▶ [Dataset]:
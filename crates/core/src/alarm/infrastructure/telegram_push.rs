use std::path::Path;
use std::time::Duration;

use reqwest::blocking::{multipart, Client};
use thiserror::Error;

use crate::alarm::domain::notifier::PushNotifier;
use crate::alarm::infrastructure::push_config::PushConfig;
use crate::shared::config_error::ConfigError;

const TELEGRAM_API_BASE: &str = "https://api.telegram.org";
const REQUEST_TIMEOUT: Duration = Duration::from_secs(10);

#[derive(Error, Debug)]
pub enum NotifyError {
    #[error(transparent)]
    Config(#[from] ConfigError),
    #[error("invalid proxy {url}: {source}")]
    Proxy {
        url: String,
        #[source]
        source: reqwest::Error,
    },
    #[error("failed to build HTTP client: {0}")]
    Client(#[source] reqwest::Error),
    #[error("{method} request failed: {source}")]
    Request {
        method: &'static str,
        #[source]
        source: reqwest::Error,
    },
    #[error("failed to attach snapshot {path}: {source}")]
    Attachment {
        path: String,
        #[source]
        source: std::io::Error,
    },
}

/// Pushes alarms to a chat through the Telegram Bot HTTP API.
///
/// Sends the configured text first, then the snapshot as a photo when one is
/// available.
pub struct TelegramPush {
    client: Client,
    api_base: String,
    config: PushConfig,
}

impl TelegramPush {
    pub fn new(config: PushConfig) -> Result<Self, NotifyError> {
        config.validate()?;

        let mut builder = Client::builder().timeout(REQUEST_TIMEOUT);
        if let Some(url) = config.proxy() {
            let proxy = reqwest::Proxy::all(url).map_err(|e| NotifyError::Proxy {
                url: url.to_string(),
                source: e,
            })?;
            builder = builder.proxy(proxy);
        }
        let client = builder.build().map_err(NotifyError::Client)?;

        Ok(Self {
            client,
            api_base: TELEGRAM_API_BASE.to_string(),
            config,
        })
    }

    /// Points the client at a different API host.
    pub fn with_api_base(mut self, base: impl Into<String>) -> Self {
        self.api_base = base.into().trim_end_matches('/').to_string();
        self
    }

    fn endpoint(&self, method: &str) -> String {
        format!("{}/bot{}/{method}", self.api_base, self.config.token)
    }

    fn send_message(&self) -> Result<(), NotifyError> {
        self.client
            .post(self.endpoint("sendMessage"))
            .form(&[
                ("chat_id", self.config.chat_id.as_str()),
                ("text", self.config.message.as_str()),
            ])
            .send()
            .and_then(|r| r.error_for_status())
            .map_err(|e| NotifyError::Request {
                method: "sendMessage",
                source: e,
            })?;
        Ok(())
    }

    fn send_photo(&self, path: &Path) -> Result<(), NotifyError> {
        let form = multipart::Form::new()
            .text("chat_id", self.config.chat_id.clone())
            .file("photo", path)
            .map_err(|e| NotifyError::Attachment {
                path: path.display().to_string(),
                source: e,
            })?;

        self.client
            .post(self.endpoint("sendPhoto"))
            .multipart(form)
            .send()
            .and_then(|r| r.error_for_status())
            .map_err(|e| NotifyError::Request {
                method: "sendPhoto",
                source: e,
            })?;
        Ok(())
    }
}

impl PushNotifier for TelegramPush {
    fn dispatch(&self, snapshot: Option<&Path>) -> Result<(), Box<dyn std::error::Error>> {
        self.send_message()?;
        if let Some(path) = snapshot.filter(|p| p.is_file()) {
            self.send_photo(path)?;
        }
        Ok(())
    }
}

▶ [Task item]: Repeat all of the entries exactly.

▶ [The answer]:
filename crates/core/src/alarm/infrastructure/telegram_push.rs
use std::path::Path;
use std::time::Duration;

use reqwest::blocking::{multipart, Client};
use thiserror::Error;

use crate::alarm::domain::notifier::PushNotifier;
use crate::alarm::infrastructure::push_config::PushConfig;
use crate::shared::config_error::ConfigError;

const TELEGRAM_API_BASE: &str = "https://api.telegram.org";
const REQUEST_TIMEOUT: Duration = Duration::from_secs(10);

#[derive(Error, Debug)]
pub enum NotifyError {
    #[error(transparent)]
    Config(#[from] ConfigError),
    #[error("invalid proxy {url}: {source}")]
    Proxy {
        url: String,
        #[source]
        source: reqwest::Error,
    },
    #[error("failed to build HTTP client: {0}")]
    Client(#[source] reqwest::Error),
    #[error("{method} request failed: {source}")]
    Request {
        method: &'static str,
        #[source]
        source: reqwest::Error,
    },
    #[error("failed to attach snapshot {path}: {source}")]
    Attachment {
        path: String,
        #[source]
        source: std::io::Error,
    },
}

/// Pushes alarms to a chat through the Telegram Bot HTTP API.
///
/// Sends the configured text first, then the snapshot as a photo when one is
/// available.
pub struct TelegramPush {
    client: Client,
    api_base: String,
    config: PushConfig,
}

impl TelegramPush {
    pub fn new(config: PushConfig) -> Result<Self, NotifyError> {
        config.validate()?;

        let mut builder = Client::builder().timeout(REQUEST_TIMEOUT);
        if let Some(url) = config.proxy() {
            let proxy = reqwest::Proxy::all(url).map_err(|e| NotifyError::Proxy {
                url: url.to_string(),
                source: e,
            })?;
            builder = builder.proxy(proxy);
        }
        let client = builder.build().map_err(NotifyError::Client)?;

        Ok(Self {
            client,
            api_base: TELEGRAM_API_BASE.to_string(),
            config,
        })
    }

    /// Points the client at a different API host.
    pub fn with_api_base(mut self, base: impl Into<String>) -> Self {
        self.api_base = base.into().trim_end_matches('/').to_string();
        self
    }

    fn endpoint(&self, method: &str) -> String {
        format!("{}/bot{}/{method}", self.api_base, self.config.token)
    }

    fn send_message(&self) -> Result<(), NotifyError> {
        self.client
            .post(self.endpoint("sendMessage"))
            .form(&[
                ("chat_id", self.config.chat_id.as_str()),
                ("text", self.config.message.as_str()),
            ])
            .send()
            .and_then(|r| r.error_for_status())
            .map_err(|e| NotifyError::Request {
                method: "sendMessage",
                source: e,
            })?;
        Ok(())
    }

    fn send_photo(&self, path: &Path) -> Result<(), NotifyError> {
        let form = multipart::Form::new()
            .text("chat_id", self.config.chat_id.clone())
            .file("photo", path)
            .map_err(|e| NotifyError::Attachment {
                path: path.display().to_string(),
                source: e,
            })?;

        self.client
            .post(self.endpoint("sendPhoto"))
            .multipart(form)
            .send()
            .and_then(|r| r.error_for_status())
            .map_err(|e| NotifyError::Request {
                method: "sendPhoto",
                source: e,
            })?;
        Ok(())
    }
}

impl PushNotifier for TelegramPush {
    fn dispatch(&self, snapshot: Option<&Path>) -> Result<(), Box<dyn std::error::Error>> {
        self.send_message()?;
        if let Some(path) = snapshot.filter(|p| p.is_file()) {
            self.send_photo(path)?;
        }
        Ok(())
    }
}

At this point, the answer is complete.